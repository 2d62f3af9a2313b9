//! MacroLab Runner: job orchestration on top of `macrolab-core`.
//!
//! This crate provides:
//! - TOML pipeline configuration and the built-in series catalogs
//! - A paced, optionally pooled fetch over a catalog
//! - Derived flow columns (dollar volume, percent changes)
//! - The etf / commodities / macro / pmi jobs and their output files
//! - Summary files, stdout summary tables, and `manifest.json` with BLAKE3 hashes

pub mod catalog;
pub mod config;
pub mod derive;
pub mod fetch;
pub mod jobs;
pub mod manifest;
pub mod report;

pub use catalog::MacroSplit;
pub use config::{ConfigError, PipelineConfig};
pub use fetch::{fetch_all, FetchFailure, FetchOptions, FetchOutcome};
pub use jobs::{run_job, run_jobs, JobContext, JobError, JobKind, JobReport, PmiCounts, Sources};
pub use manifest::{Manifest, ManifestEntry, ManifestError, MANIFEST_FILE};
pub use report::{format_summary_table, numeric_series, series_by_key, summarize_all, ReportError};
//! End-to-end: raw provider records → normalize → merge → persist → reload → summarize.
//!
//! No network; raw series are built in memory the way the adapters would
//! hand them over.

use chrono::NaiveDate;
use macrolab_core::data::{RawDate, RawRecord, RawSeries, RawValue};
use macrolab_core::{
    merge_series, read_table, summarize, Category, Cell, CsvPersister, FieldMap, Normalizer,
    SentinelTable, Series, SeriesMeta,
};

fn d(s: &str) -> NaiveDate {
    NaiveDate::parse_from_str(s, "%Y-%m-%d").unwrap()
}

fn raw(key: &str, points: &[(&str, &str)]) -> RawSeries {
    RawSeries {
        key: key.into(),
        source: "test".into(),
        fields: vec!["value".into()],
        records: points
            .iter()
            .map(|(date, v)| RawRecord {
                date: RawDate::Text(date.to_string()),
                values: vec![RawValue::Text(v.to_string())],
            })
            .collect(),
    }
}

fn normalize(key: &str, points: &[(&str, &str)]) -> Series {
    let normalizer =
        Normalizer::new(FieldMap::new([("value", "Value")]), SentinelTable::new(["."]));
    normalizer
        .normalize(SeriesMeta::new(key, key, Category::Rate), raw(key, points))
        .unwrap()
        .series
}

fn three_series() -> Vec<Series> {
    vec![
        normalize("A", &[("2020-01-01", "1.0"), ("2020-01-02", "2.0"), ("2020-01-03", "3.0")]),
        normalize("B", &[("2020-01-02", "20.0"), ("2020-01-03", "."), ("2020-01-04", "40.0")]),
        normalize("C", &[("2020-01-01", "0"), ("2020-01-04", "400.0")]),
    ]
}

#[test]
fn three_series_merge_into_four_rows() {
    let merged = merge_series(&three_series(), |s, _| s.key().to_string()).unwrap();

    assert_eq!(merged.columns(), ["A", "B", "C"]);
    let dates: Vec<_> = merged.dates().collect();
    assert_eq!(
        dates,
        vec![d("2020-01-01"), d("2020-01-02"), d("2020-01-03"), d("2020-01-04")]
    );

    let n = |v: f64| Some(Cell::Number(v));
    assert_eq!(merged.rows()[0].cells, vec![n(1.0), None, n(0.0)]);
    assert_eq!(merged.rows()[1].cells, vec![n(2.0), n(20.0), None]);
    // B's sentinel on 01-03 stays absent, not zero.
    assert_eq!(merged.rows()[2].cells, vec![n(3.0), None, None]);
    assert_eq!(merged.rows()[3].cells, vec![None, n(40.0), n(400.0)]);
}

#[test]
fn persisted_merge_reloads_and_summarizes() {
    let dir = tempfile::tempdir().unwrap();
    let persister = CsvPersister::new(dir.path());
    let merged = merge_series(&three_series(), |s, f| format!("{f}_{}", s.key())).unwrap();
    let path = persister.write("rates.csv", &merged).unwrap();

    let text = std::fs::read_to_string(&path).unwrap();
    assert_eq!(text.lines().next(), Some("Date,Value_A,Value_B,Value_C"));
    assert_eq!(text.lines().nth(3), Some("2020-01-03,3,,"));
    assert!(!text.contains("None"));

    let reloaded = read_table(&path).unwrap();
    assert_eq!(reloaded, merged);

    let a = summarize(&three_series()[0], "Value").unwrap();
    assert_eq!(a.first, Some(1.0));
    assert_eq!(a.last, Some(3.0));
    assert_eq!(a.total_return_pct, Some(200.0));

    // C starts at a real zero: no return, but zero is still the minimum.
    let c = summarize(&three_series()[2], "Value").unwrap();
    assert_eq!(c.min, Some(0.0));
    assert_eq!(c.total_return_pct, None);
}

#[test]
fn malformed_value_is_a_warning_not_a_dropped_row() {
    let normalizer =
        Normalizer::new(FieldMap::new([("value", "Value")]), SentinelTable::new(["."]));
    let out = normalizer
        .normalize(
            SeriesMeta::new("X", "X", Category::Other),
            raw("X", &[("2020-01-01", "abc"), ("2020-01-02", "5")]),
        )
        .unwrap();

    assert_eq!(out.series.len(), 2);
    assert_eq!(out.series.column("Value").unwrap(), vec![None, Some(5.0)]);
    assert_eq!(out.warnings.len(), 1);
    assert_eq!(out.warnings[0].date, Some(d("2020-01-01")));
}
//! Pipeline configuration loaded from TOML.
//!
//! Every key is optional. Missing catalogs fall back to the built-in ones in
//! `catalog`; CLI flags are applied on top of whatever the file says.
//!
//! ```toml
//! output_dir = "market_data"
//! start = "2020-01-01"
//! pace_ms = 500
//!
//! [[etf]]
//! key = "SPY"
//! name = "SPDR S&P 500 ETF"
//! category = "equity_etf"
//! ```

use crate::catalog::{
    default_commodities, default_etfs, default_macro_series, default_macro_splits, MacroSplit,
};
use chrono::{Days, NaiveDate};
use macrolab_core::data::http::MAX_RETRIES;
use macrolab_core::data::HttpSettings;
use macrolab_core::{DateRange, SeriesMeta};
use serde::{Deserialize, Serialize};
use std::collections::HashSet;
use std::path::{Path, PathBuf};
use std::time::Duration;
use thiserror::Error;

#[derive(Debug, Error)]
pub enum ConfigError {
    #[error("failed to read config {}: {source}", .path.display())]
    Read {
        path: PathBuf,
        #[source]
        source: std::io::Error,
    },

    #[error("invalid config TOML: {0}")]
    Parse(#[from] toml::de::Error),

    #[error("empty date range: start {start} is not before end {end}")]
    EmptyRange { start: NaiveDate, end: NaiveDate },

    #[error("max_retries must be 0 or 1, got {0}")]
    MaxRetries(u32),

    #[error("max_concurrent must be at least 1")]
    ZeroConcurrency,

    #[error("duplicate key '{key}' in [[{table}]]")]
    DuplicateKey { table: &'static str, key: String },
}

#[derive(Debug, Clone, PartialEq, Serialize, Deserialize)]
#[serde(default, deny_unknown_fields)]
pub struct PipelineConfig {
    /// Directory every output file is written under.
    pub output_dir: PathBuf,
    /// First day fetched (inclusive).
    pub start: NaiveDate,
    /// First day not fetched. Defaults to tomorrow so today is included.
    pub end: Option<NaiveDate>,
    /// Delay each worker takes after every request.
    pub pace_ms: u64,
    /// Worker pool size; 1 means sequential.
    pub max_concurrent: usize,
    pub max_retries: u32,
    pub timeout_secs: u64,
    pub etf: Vec<SeriesMeta>,
    pub commodity: Vec<SeriesMeta>,
    pub macro_series: Vec<SeriesMeta>,
    pub macro_split: Vec<MacroSplit>,
}

impl Default for PipelineConfig {
    fn default() -> Self {
        Self {
            output_dir: PathBuf::from("market_data"),
            start: NaiveDate::from_ymd_opt(2020, 1, 1).unwrap_or(NaiveDate::MIN),
            end: None,
            pace_ms: 500,
            max_concurrent: 1,
            max_retries: MAX_RETRIES,
            timeout_secs: 30,
            etf: default_etfs(),
            commodity: default_commodities(),
            macro_series: default_macro_series(),
            macro_split: default_macro_splits(),
        }
    }
}

impl PipelineConfig {
    /// Load and validate a config file.
    pub fn from_file(path: &Path) -> Result<Self, ConfigError> {
        let content = std::fs::read_to_string(path).map_err(|source| ConfigError::Read {
            path: path.to_path_buf(),
            source,
        })?;
        Self::from_toml(&content)
    }

    /// Parse and validate a config from a TOML string.
    pub fn from_toml(content: &str) -> Result<Self, ConfigError> {
        let config: Self = toml::from_str(content)?;
        config.validate()?;
        Ok(config)
    }

    /// Checks that do not depend on the current date.
    pub fn validate(&self) -> Result<(), ConfigError> {
        if self.max_retries > MAX_RETRIES {
            return Err(ConfigError::MaxRetries(self.max_retries));
        }
        if self.max_concurrent == 0 {
            return Err(ConfigError::ZeroConcurrency);
        }
        if let Some(end) = self.end {
            if end <= self.start {
                return Err(ConfigError::EmptyRange {
                    start: self.start,
                    end,
                });
            }
        }
        check_unique("etf", &self.etf)?;
        check_unique("commodity", &self.commodity)?;
        check_unique("macro_series", &self.macro_series)?;
        Ok(())
    }

    /// The half-open fetch range, with an open end resolved against `today`.
    pub fn date_range(&self, today: NaiveDate) -> Result<DateRange, ConfigError> {
        let end = self
            .end
            .or_else(|| today.checked_add_days(Days::new(1)))
            .unwrap_or(today);
        DateRange::new(self.start, end).map_err(|_| ConfigError::EmptyRange {
            start: self.start,
            end,
        })
    }

    pub fn pace(&self) -> Duration {
        Duration::from_millis(self.pace_ms)
    }

    pub fn http_settings(&self) -> HttpSettings {
        HttpSettings {
            timeout: Duration::from_secs(self.timeout_secs),
            max_retries: self.max_retries,
            ..HttpSettings::default()
        }
    }
}

fn check_unique(table: &'static str, entries: &[SeriesMeta]) -> Result<(), ConfigError> {
    let mut seen = HashSet::with_capacity(entries.len());
    for e in entries {
        if !seen.insert(e.key.as_str()) {
            return Err(ConfigError::DuplicateKey {
                table,
                key: e.key.clone(),
            });
        }
    }
    Ok(())
}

--- About this exercise ---
State how many lines of the data include the word "PipelineConfig", with nothing else.

--- Solution to the exercise ---
4